Une route, un boulevard, un bâtiment créent frontières : Paris et son périphérique, l’Allemagne et son Est…  Et nos corps ballottés, hésitants… Franchir, ne pas franchir, cette peur inconsciente de l’altérité. Chantal Vey nous la montre, subtilement.


L’autre rive, errances et dérives

Chantal Vey se place souvent dans un entre-deux, dans ce champ des possibles, impalpable d’où la force de son errance ! Pourtant dissemblable dans la forme,  deux films viennent à l’esprit dans le travail de Chantal Vey « Stalker » de Tarkovsky et le film « Japon » du réalisateur mexicain, Carlos Reygada, mais aussi le photographe Walker Evans dans ses longues randonnées au travers les Etats-Unis et Jack Kérouac, l’écrivain..
« Stalker »,  cette tentative d’atteindre l’impossible, d’atteindre un point situé sur un territoire vide, inconnu… A la recherche d’une transcendance, à la recherche de soi ! « je est un autre », Charleroi, Pékin, Rio, l’autre rive de nous-même… L’autre rive de l’immigré scrutant l’horizon de la mer, de la rive à franchir, physiquement et mentalement. L’agoraphobie des lieux désertiques, où personne ne se trouve, ne se retrouve, communie. « Japon » où le personnage de Reygadas se dirige vers un lieu pour chercher sa propre mort et évidemment Kerouac « Sur la route ». Le travail de Chantal Vey, les quêtes de la photographe s’effectuent en solitaire, afin de mieux saisir les vibrations d’un lieu, elle part seule en voiture et entame sa propre errance vers des lieux improbables.  Là, où justement, plus rien n’est soupçonnable, une rue vide, un chemin, un passage entre deux blocs de bétons… Il ne s’y passe rien mais une silhouette est toujours là, tapie dans l’ombre, prête à surgir ou à se fondre dans le vide…
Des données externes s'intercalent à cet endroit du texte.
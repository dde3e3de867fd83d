// Copyright 2025 RISC Zero, Inc.
//
// Licensed under the Apache License, Version 2.0 (the "License");
// you may not use this file except in compliance with the License.
// You may obtain a copy of the License at
//
//     http://www.apache.org/licenses/LICENSE-2.0
//
// Unless required by applicable law or agreed to in writing, software
// distributed under the License is distributed on an "AS IS" BASIS,
// WITHOUT WARRANTIES OR CONDITIONS OF ANY KIND, either express or implied.
// See the License for the specific language governing permissions and
// limitations under the License.

use std::sync::Arc;

use anyhow::{bail, Context, Result};
use tokio::time::Duration;

use crate::{
    client::ConsensusClientObj,
    db::SummaryDbObj,
    registry::KeysRegistryObj,
    state::{StateCheckReport, StateService, StateServiceConfig},
    summary::SummaryService,
};

#[derive(Clone)]
pub struct StateIndexerServiceConfig {
    pub interval: Duration,
    pub retries: u32,
    /// First epoch to check when nothing has been persisted yet
    pub start_epoch: Option<u64>,
    /// Last epoch to check. Without it the indexer follows finality.
    pub end_epoch: Option<u64>,
    /// Upper bound on one epoch check. The state stream is released when it runs out.
    pub check_timeout: Option<Duration>,
    pub state: StateServiceConfig,
}

pub struct StateIndexerService {
    client: ConsensusClientObj,
    registry: KeysRegistryObj,
    summary: Arc<SummaryService>,
    state: StateService,
    db: SummaryDbObj,
    config: StateIndexerServiceConfig,
}

impl StateIndexerService {
    pub fn new(
        client: ConsensusClientObj,
        registry: KeysRegistryObj,
        db: SummaryDbObj,
        config: StateIndexerServiceConfig,
    ) -> Self {
        let summary = Arc::new(SummaryService::new());
        let state = StateService::new(
            client.clone(),
            registry.clone(),
            summary.clone(),
            config.state.clone(),
        );
        Self { client, registry, summary, state, db, config }
    }

    pub fn config(&self) -> &StateIndexerServiceConfig {
        &self.config
    }

    /// Check every finalized epoch after the last persisted one. Returns the number of epochs
    /// persisted by this run.
    pub async fn run(&self) -> Result<u64> {
        let start_time = std::time::Instant::now();
        tracing::info!("Starting state indexer run");

        let Some((start, end)) = self.epoch_range().await? else {
            tracing::info!("No new finalized epoch to check");
            return Ok(0);
        };

        let mut processed = 0;
        for epoch in start..=end {
            self.process_epoch(epoch).await?;
            processed += 1;
        }

        tracing::info!(
            "State indexer run completed {} epochs ({}..={}) in {:.2}s",
            processed,
            start,
            end,
            start_time.elapsed().as_secs_f64()
        );
        Ok(processed)
    }

    async fn epoch_range(&self) -> Result<Option<(u64, u64)>> {
        let slots_per_epoch = self.config.state.slots_per_epoch;
        if slots_per_epoch == 0 {
            bail!("Slots per epoch must be positive");
        }
        let finalized_slot =
            self.client.get_finalized_slot().await.context("Failed to get finalized slot")?;
        let finalized_epoch = finalized_slot / slots_per_epoch;
        let end = match self.config.end_epoch {
            Some(end_epoch) => end_epoch.min(finalized_epoch),
            None => finalized_epoch,
        };

        let start = match self.db.get_last_state_epoch().await? {
            Some(last) => last + 1,
            None => self.config.start_epoch.unwrap_or(end),
        };

        tracing::debug!(
            "Finalized slot {} (epoch {}), next epoch to check {}",
            finalized_slot,
            finalized_epoch,
            start
        );
        Ok((start <= end).then_some((start, end)))
    }

    /// Run the state check for one epoch and persist its summary.
    pub async fn process_epoch(&self, epoch: u64) -> Result<StateCheckReport> {
        let state_slot = epoch
            .checked_mul(self.config.state.slots_per_epoch)
            .with_context(|| format!("State slot of epoch {epoch} overflows"))?;
        let check = self.state.check(epoch, state_slot);
        let result = match self.config.check_timeout {
            Some(limit) => match tokio::time::timeout(limit, check).await {
                Ok(result) => result.map_err(anyhow::Error::new),
                Err(_) => Err(anyhow::anyhow!("timed out after {limit:?}")),
            },
            None => check.await.map_err(anyhow::Error::new),
        };
        let report = match result {
            Ok(report) => report,
            Err(err) => {
                // Partial records of a failed check are rebuilt by the next attempt.
                self.summary.take_epoch(epoch).await;
                return Err(err.context(format!("State check failed for epoch {epoch}")));
            }
        };

        let flushed = self.flush_epoch(epoch).await?;
        tracing::info!("Persisted {} duty records for epoch {}", flushed, epoch);

        match self.registry.contract_report().await {
            Ok(Some(contract)) => tracing::info!(
                "Registry contract: {} total signing keys, {} used signing keys, {} buffered ether",
                contract.total_signing_keys,
                contract.used_signing_keys,
                contract.buffered_ether
            ),
            Ok(None) => {}
            Err(err) => tracing::warn!("Failed to read registry contract: {}", err),
        }

        self.db.set_last_state_epoch(epoch).await?;
        Ok(report)
    }

    async fn flush_epoch(&self, epoch: u64) -> Result<usize> {
        let Some(summary) = self.summary.take_epoch(epoch).await else {
            return Ok(0);
        };

        let mut duties: Vec<_> = summary.validators.into_values().collect();
        duties.sort_by_key(|d| d.val_id);
        self.db.upsert_validator_duties(&duties).await?;

        if let Some(state) = summary.meta.and_then(|meta| meta.state) {
            self.db.set_epoch_meta(epoch, &state).await?;
        }
        Ok(duties.len())
    }
}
"Internes, Bourcefranc, 09"@]Chantal Vey


Chantal Vey nous propose juste des paysages mentaux, nous emmène dans de biens silencieuses raisons… des désirs déchus, des rêves désespérés, une dérive sans fin, son errance est la nôtre.
Bas van Jander, artiste hollandais,  un jour partit avec sa coquille de noix traverser l’Atlantique… A la recherche de lui-même ?
« Ailleurs, bien loin d’ici » Charles Baudelaire.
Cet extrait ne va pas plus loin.